Tre giorni per carta, cartone e tetrapack. E tre giorni per vetro, plastica e lattine. Entro ottobre sarà rafforzata anche a Venezia la raccolta differenziata, che verrà spalmata su tutta la settimana (escluso la domenica).
Prosegue così il cammino verso un incremento della differenziazione dei rifiuti in città. Il passaggio, di cui fruiranno entro poche settimane gli abitanti nella città lagunare, concerne l’aumento da due a tre – per settimana – dei passaggi di raccolta. Carta, cartone e involucri poliaccoppiati (il tetrapack, quello che si usa per latte e succhi di frutta) verranno raccolti non più due, ma tre volte per settimana; lo stesso vale per la plastica, le lattine e il vetro. Resta invariato, invece, il calendario del ritiro del rifiuto residuo.

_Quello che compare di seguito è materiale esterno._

//! Pipeline entry points: extract → merge → recompress.
//!
//! [`run`] is the core; the other entry points only differ in how inputs
//! arrive and where the result goes.

use crate::config::PipelineConfig;
use crate::error::PipelineError;
use crate::output::PipelineResult;
use crate::pipeline::input::{self, SubmittedPart};
use crate::pipeline::{merge, recompress};
use crate::progress::Stage;
use std::path::Path;
use std::time::Instant;
use tracing::info;

/// Merge every submitted part, in order, and fit the result to the budget.
///
/// # Arguments
/// * `parts`: named PDFs or ZIP archives, in submission order
/// * `config`: pipeline configuration
///
/// # Returns
/// `Ok(PipelineResult)` whenever a document was produced, even if it is
/// still over budget (check `result.report.budget_met`).
///
/// # Errors
/// * [`PipelineError::ArchiveFormat`]: an archive part is unreadable
/// * [`PipelineError::EmptyInput`]: no PDFs after archive extraction
/// * [`PipelineError::NoValidPages`]: nothing could be merged, or an input
///   stayed unreadable after repair
pub async fn run(
    parts: Vec<SubmittedPart>,
    config: &PipelineConfig,
) -> Result<PipelineResult, PipelineError> {
    let start = Instant::now();
    info!("Starting pipeline: {} part(s)", parts.len());

    // ── Step 1: Extract ──────────────────────────────────────────────────
    if let Some(cb) = &config.progress_callback {
        cb.on_stage(Stage::Extract);
    }
    let items = tokio::task::spawn_blocking(move || input::resolve_items(parts))
        .await
        .map_err(|e| PipelineError::Internal(format!("Extract task failed: {e}")))??;
    if items.is_empty() {
        return Err(PipelineError::EmptyInput);
    }
    info!("Resolved {} PDF(s)", items.len());

    // ── Step 2: Merge ────────────────────────────────────────────────────
    let merged = merge::merge(items, config).await?;
    let original_size = merged.bytes.len() as u64;

    // ── Step 3: Recompress ───────────────────────────────────────────────
    let outcome = recompress::recompress(merged.bytes, config).await;
    let final_size = outcome.bytes.len() as u64;

    info!(
        "Pipeline complete: {} → {} bytes ({} pages) in {}ms",
        original_size,
        final_size,
        merged.page_count,
        start.elapsed().as_millis()
    );
    if let Some(cb) = &config.progress_callback {
        cb.on_pipeline_complete(original_size, final_size);
    }

    Ok(PipelineResult {
        bytes: outcome.bytes,
        original_size,
        final_size,
        page_count: merged.page_count,
        document_count: merged.documents,
        repaired_count: merged.repaired,
        report: outcome.report,
    })
}

/// Load each path or URL, then [`run`] the pipeline over them.
pub async fn run_inputs(
    inputs: &[impl AsRef<str>],
    config: &PipelineConfig,
) -> Result<PipelineResult, PipelineError> {
    let mut parts = Vec::with_capacity(inputs.len());
    for input in inputs {
        parts.push(input::load_part(input.as_ref(), config.download_timeout_secs).await?);
    }
    run(parts, config).await
}

/// [`run_inputs`] and write the PDF to `output_path`.
///
/// Uses atomic write (temp file + rename) to prevent partial files.
pub async fn run_to_file(
    inputs: &[impl AsRef<str>],
    output_path: impl AsRef<Path>,
    config: &PipelineConfig,
) -> Result<PipelineResult, PipelineError> {
    let result = run_inputs(inputs, config).await?;
    let path = output_path.as_ref();
    let write_failed = |source| PipelineError::OutputWriteFailed {
        path: path.to_path_buf(),
        source,
    };

    if let Some(parent) = path.parent().filter(|p| !p.as_os_str().is_empty()) {
        tokio::fs::create_dir_all(parent).await.map_err(write_failed)?;
    }

    let tmp_path = path.with_extension("pdf.tmp");
    tokio::fs::write(&tmp_path, &result.bytes)
        .await
        .map_err(write_failed)?;
    tokio::fs::rename(&tmp_path, path)
        .await
        .map_err(write_failed)?;

    info!("Wrote {} bytes to {}", result.final_size, path.display());
    Ok(result)
}

/// Synchronous wrapper around [`run`].
///
/// Creates a temporary tokio runtime internally.
pub fn run_sync(
    parts: Vec<SubmittedPart>,
    config: &PipelineConfig,
) -> Result<PipelineResult, PipelineError> {
    tokio::runtime::Runtime::new()
        .map_err(|e| PipelineError::Internal(format!("Failed to create tokio runtime: {}", e)))?
        .block_on(run(parts, config))
}

#[cfg(test)]
mod tests {
    use super::*;
    use crate::test_support::{labelled_pdf, page_labels};

    fn config() -> PipelineConfig {
        PipelineConfig::builder().no_repair().build().unwrap()
    }

    #[tokio::test]
    async fn no_parts_is_empty_input() {
        let err = run(vec![], &config()).await.unwrap_err();
        assert!(matches!(err, PipelineError::EmptyInput));
    }

    #[tokio::test]
    async fn sizes_are_reported_at_the_boundary() {
        let parts = vec![
            SubmittedPart::new("a.pdf", labelled_pdf(&["a"])),
            SubmittedPart::new("b.pdf", labelled_pdf(&["b"])),
        ];
        let result = run(parts, &config()).await.unwrap();
        assert_eq!(result.page_count, 2);
        assert_eq!(result.document_count, 2);
        assert_eq!(result.final_size, result.bytes.len() as u64);
        assert_eq!(result.original_size, result.final_size);
        assert!(result.report.budget_met);
        assert_eq!(page_labels(&result.bytes), ["a", "b"]);
    }

    #[test]
    fn run_sync_works_outside_a_runtime() {
        let parts = vec![SubmittedPart::new("a.pdf", labelled_pdf(&["only"]))];
        let result = run_sync(parts, &config()).unwrap();
        assert_eq!(result.page_count, 1);
    }

    #[tokio::test]
    async fn run_to_file_writes_atomically() {
        let dir = tempfile::tempdir().unwrap();
        let input = dir.path().join("in.pdf");
        std::fs::write(&input, labelled_pdf(&["x", "y"])).unwrap();
        let output = dir.path().join("out/merged.pdf");

        let result = run_to_file(&[input.to_str().unwrap()], &output, &config())
            .await
            .unwrap();
        let written = std::fs::read(&output).unwrap();
        assert_eq!(written.len() as u64, result.final_size);
        assert!(!output.with_extension("pdf.tmp").exists());
    }
}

In sostanza verrà applicata anche nella città d’acqua la modalità di raccolta introdotta dal 25 luglio scorso a Murano e a Burano. Una modalità del tutto nuova, per le isole, che sta dando i primi buoni esiti. A Burano il primo mese di differenziata porta a porta ha fatto sì che si sia raccolto in modo distinto il 35% dei rifiuti; a Murano la percentuale è di qualche punto inferiore. In entrambi i casi si veniva da un dato precedente di poco superiore allo zero, visto che sia Murano che Burano, per la differenziata, disponevano solo di qualche cassonetto. Bisogna però ora aspettare qualche mese per avere dei dati più completi dalle due comunità.